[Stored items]
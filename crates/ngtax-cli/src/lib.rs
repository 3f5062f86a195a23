//! # ngtax-cli — Command-Line Tool for the Tax Rate Engine
//!
//! Provides the `ngtax` command-line interface over the same engine the HTTP
//! server uses, without a server or a rate authority.
//!
//! ## Subcommands
//!
//! - `ngtax rates` — the effective rate table, optionally with metadata.
//! - `ngtax paths` — every override path the table accepts.
//! - `ngtax pit | cit | cgt | vat | levies` — the calculators.
//!
//! Every subcommand accepts `--overrides FILE`, a JSON or YAML map of
//! `path → value` applied as `manual` overrides before anything runs:
//!
//! ```bash
//! ngtax pit --gross-income 3000000 --overrides budget-2025.yaml
//! ngtax rates --metadata --overrides overrides.json
//! ```

pub mod calc;
pub mod overrides;
pub mod rates;

use serde::Serialize;

/// Actor recorded against overrides loaded from a file.
pub const CLI_ACTOR: &str = "cli";

/// Print `value` as pretty JSON on stdout.
pub fn print_json<T: Serialize>(value: &T) -> anyhow::Result<()> {
    println!("{}", serde_json::to_string_pretty(value)?);
    Ok(())
}
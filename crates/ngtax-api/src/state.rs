//! # Application State
//!
//! Shared state for the Axum application: the tax engine and server
//! configuration. Cloning is cheap; the engine is behind an `Arc`.

use std::sync::Arc;

use ngtax_overrides::{EngineConfig, TaxEngine};
use zeroize::Zeroizing;

/// Application configuration.
///
/// Custom `Debug` redacts the `auth_token` to prevent credential leakage in logs.
#[derive(Clone)]
pub struct AppConfig {
    /// Port to bind the HTTP server to.
    pub port: u16,
    /// Admin bearer token for the write routes.
    /// If `None`, authentication is disabled.
    pub auth_token: Option<Zeroizing<String>>,
}

impl std::fmt::Debug for AppConfig {
    fn fmt(&self, f: &mut std::fmt::Formatter<'_>) -> std::fmt::Result {
        f.debug_struct("AppConfig")
            .field("port", &self.port)
            .field("auth_token", &self.auth_token.as_ref().map(|_| "[REDACTED]"))
            .finish()
    }
}

impl Default for AppConfig {
    fn default() -> Self {
        Self {
            port: 8080,
            auth_token: None,
        }
    }
}

impl AppConfig {
    /// Load configuration from environment variables.
    ///
    /// Variables:
    /// - `PORT` (default: 8080)
    /// - `AUTH_TOKEN` (optional admin bearer token)
    pub fn from_env() -> Self {
        Self {
            port: std::env::var("PORT")
                .ok()
                .and_then(|p| p.parse().ok())
                .unwrap_or(8080),
            auth_token: std::env::var("AUTH_TOKEN")
                .ok()
                .filter(|t| !t.is_empty())
                .map(Zeroizing::new),
        }
    }
}

/// Shared application state passed to all route handlers.
#[derive(Debug, Clone)]
pub struct AppState {
    /// The rate engine.
    pub engine: Arc<TaxEngine>,
    /// Server configuration.
    pub config: AppConfig,
}

impl AppState {
    /// State over the compiled-in base table with no authority and auth disabled.
    pub fn new() -> Self {
        Self::with_engine(
            Arc::new(TaxEngine::with_base_rates(EngineConfig::default())),
            AppConfig::default(),
        )
    }

    /// State over an existing engine.
    pub fn with_engine(engine: Arc<TaxEngine>, config: AppConfig) -> Self {
        Self { engine, config }
    }
}

impl Default for AppState {
    fn default() -> Self {
        Self::new()
    }
}
//! # Rates and Paths Subcommands
//!
//! `ngtax rates` prints the effective rate table; `ngtax paths` lists the
//! override paths it accepts with the value shape each expects.

use anyhow::Result;
use clap::Args;
use ngtax_overrides::TaxEngine;
use ngtax_rates::FieldPath;
use serde_json::{json, Value};

/// Arguments for `ngtax rates`.
#[derive(Args, Debug)]
pub struct RatesArgs {
    /// Include version summary, applied and dropped overrides.
    #[arg(long)]
    pub metadata: bool,
}

/// Arguments for `ngtax paths`.
#[derive(Args, Debug)]
pub struct PathsArgs {
    /// Only list paths of this kind (rate, amount, optionalAmount, count, bands, industrySet, combination).
    #[arg(long)]
    pub kind: Option<String>,
}

/// Execute `ngtax rates`.
pub fn run_rates(args: &RatesArgs, engine: &TaxEngine) -> Result<u8> {
    crate::print_json(&rates_report(args, engine)?)?;
    Ok(0)
}

/// The JSON `ngtax rates` prints.
pub fn rates_report(args: &RatesArgs, engine: &TaxEngine) -> Result<Value> {
    let config = engine.current_config();
    let rates = serde_json::to_value(config.rates())?;
    if !args.metadata {
        return Ok(rates);
    }
    Ok(json!({
        "rates": rates,
        "metadata": engine.get_metadata(),
        "appliedOverrides": config.applied_overrides(),
        "droppedOverrides": config.dropped_overrides(),
    }))
}

/// Execute `ngtax paths`.
pub fn run_paths(args: &PathsArgs, engine: &TaxEngine) -> Result<u8> {
    crate::print_json(&paths_report(args, engine))?;
    Ok(0)
}

/// The JSON `ngtax paths` prints.
pub fn paths_report(args: &PathsArgs, engine: &TaxEngine) -> Value {
    let config = engine.current_config();
    let paths: Vec<Value> = FieldPath::all_for(config.rates())
        .into_iter()
        .filter(|p| {
            args.kind
                .as_deref()
                .map_or(true, |k| p.kind().as_str() == k)
        })
        .map(|p| {
            json!({
                "path": p.to_string(),
                "kind": p.kind().as_str(),
                "expected": p.kind().expected(),
            })
        })
        .collect();
    Value::Array(paths)
}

> Task details: Each line above should be reproduced exactly, with nothing omitted.

> Completed exercise:
filename crates/ngtax-cli/src/lib.rs
repository 3f5062f86a195a23
//! # ngtax-cli — Command-Line Tool for the Tax Rate Engine
//!
//! Provides the `ngtax` command-line interface over the same engine the HTTP
//! server uses, without a server or a rate authority.
//!
//! ## Subcommands
//!
//! - `ngtax rates` — the effective rate table, optionally with metadata.
//! - `ngtax paths` — every override path the table accepts.
//! - `ngtax pit | cit | cgt | vat | levies` — the calculators.
//!
//! Every subcommand accepts `--overrides FILE`, a JSON or YAML map of
//! `path → value` applied as `manual` overrides before anything runs:
//!
//! ```bash
//! ngtax pit --gross-income 3000000 --overrides budget-2025.yaml
//! ngtax rates --metadata --overrides overrides.json
//! ```

pub mod calc;
pub mod overrides;
pub mod rates;

use serde::Serialize;

/// Actor recorded against overrides loaded from a file.
pub const CLI_ACTOR: &str = "cli";

/// Print `value` as pretty JSON on stdout.
pub fn print_json<T: Serialize>(value: &T) -> anyhow::Result<()> {
    println!("{}", serde_json::to_string_pretty(value)?);
    Ok(())
}
filename crates/ngtax-api/src/state.rs
//! # Application State
//!
//! Shared state for the Axum application: the tax engine and server
//! configuration. Cloning is cheap; the engine is behind an `Arc`.

use std::sync::Arc;

use ngtax_overrides::{EngineConfig, TaxEngine};
use zeroize::Zeroizing;

/// Application configuration.
///
/// Custom `Debug` redacts the `auth_token` to prevent credential leakage in logs.
#[derive(Clone)]
pub struct AppConfig {
    /// Port to bind the HTTP server to.
    pub port: u16,
    /// Admin bearer token for the write routes.
    /// If `None`, authentication is disabled.
    pub auth_token: Option<Zeroizing<String>>,
}

impl std::fmt::Debug for AppConfig {
    fn fmt(&self, f: &mut std::fmt::Formatter<'_>) -> std::fmt::Result {
        f.debug_struct("AppConfig")
            .field("port", &self.port)
            .field("auth_token", &self.auth_token.as_ref().map(|_| "[REDACTED]"))
            .finish()
    }
}

impl Default for AppConfig {
    fn default() -> Self {
        Self {
            port: 8080,
            auth_token: None,
        }
    }
}

impl AppConfig {
    /// Load configuration from environment variables.
    ///
    /// Variables:
    /// - `PORT` (default: 8080)
    /// - `AUTH_TOKEN` (optional admin bearer token)
    pub fn from_env() -> Self {
        Self {
            port: std::env::var("PORT")
                .ok()
                .and_then(|p| p.parse().ok())
                .unwrap_or(8080),
            auth_token: std::env::var("AUTH_TOKEN")
                .ok()
                .filter(|t| !t.is_empty())
                .map(Zeroizing::new),
        }
    }
}

/// Shared application state passed to all route handlers.
#[derive(Debug, Clone)]
pub struct AppState {
    /// The rate engine.
    pub engine: Arc<TaxEngine>,
    /// Server configuration.
    pub config: AppConfig,
}

impl AppState {
    /// State over the compiled-in base table with no authority and auth disabled.
    pub fn new() -> Self {
        Self::with_engine(
            Arc::new(TaxEngine::with_base_rates(EngineConfig::default())),
            AppConfig::default(),
        )
    }

    /// State over an existing engine.
    pub fn with_engine(engine: Arc<TaxEngine>, config: AppConfig) -> Self {
        Self { engine, config }
    }
}

impl Default for AppState {
    fn default() -> Self {
        Self::new()
    }
}
//! # Rates and Paths Subcommands
//!
//! `ngtax rates` prints the effective rate table; `ngtax paths` lists the
//! override paths it accepts with the value shape each expects.

use anyhow::Result;
use clap::Args;
use ngtax_overrides::TaxEngine;
use ngtax_rates::FieldPath;
use serde_json::{json, Value};

/// Arguments for `ngtax rates`.
#[derive(Args, Debug)]
pub struct RatesArgs {
    /// Include version summary, applied and dropped overrides.
    #[arg(long)]
    pub metadata: bool,
}

/// Arguments for `ngtax paths`.
#[derive(Args, Debug)]
pub struct PathsArgs {
    /// Only list paths of this kind (rate, amount, optionalAmount, count, bands, industrySet, combination).
    #[arg(long)]
    pub kind: Option<String>,
}

/// Execute `ngtax rates`.
pub fn run_rates(args: &RatesArgs, engine: &TaxEngine) -> Result<u8> {
    crate::print_json(&rates_report(args, engine)?)?;
    Ok(0)
}

/// The JSON `ngtax rates` prints.
pub fn rates_report(args: &RatesArgs, engine: &TaxEngine) -> Result<Value> {
    let config = engine.current_config();
    let rates = serde_json::to_value(config.rates())?;
    if !args.metadata {
        return Ok(rates);
    }
    Ok(json!({
        "rates": rates,
        "metadata": engine.get_metadata(),
        "appliedOverrides": config.applied_overrides(),
        "droppedOverrides": config.dropped_overrides(),
    }))
}

/// Execute `ngtax paths`.
pub fn run_paths(args: &PathsArgs, engine: &TaxEngine) -> Result<u8> {
    crate::print_json(&paths_report(args, engine))?;
    Ok(0)
}

/// The JSON `ngtax paths` prints.
pub fn paths_report(args: &PathsArgs, engine: &TaxEngine) -> Value {
    let config = engine.current_config();
    let paths: Vec<Value> = FieldPath::all_for(config.rates())
        .into_iter()
        .filter(|p| {
            args.kind
                .as_deref()
                .map_or(true, |k| p.kind().as_str() == k)
        })
        .map(|p| {
            json!({
                "path": p.to_string(),
                "kind": p.kind().as_str(),
                "expected": p.kind().expected(),
            })
        })
        .collect();
    Value::Array(paths)
}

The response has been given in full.